Work task
Repeat the data in full. No line may differ from the original.

Records provided
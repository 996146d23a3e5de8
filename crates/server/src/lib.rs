pub mod errors;
pub mod openapi;
pub mod routes;
pub mod startup;
pub mod state;

pub use startup::{build_app, run};
pub use state::AppState;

Reply
repository 996146d23a3e5de8
filename crates/server/src/lib.rs
pub mod errors;
pub mod openapi;
pub mod routes;
pub mod startup;
pub mod state;

pub use startup::{build_app, run};
pub use state::AppState;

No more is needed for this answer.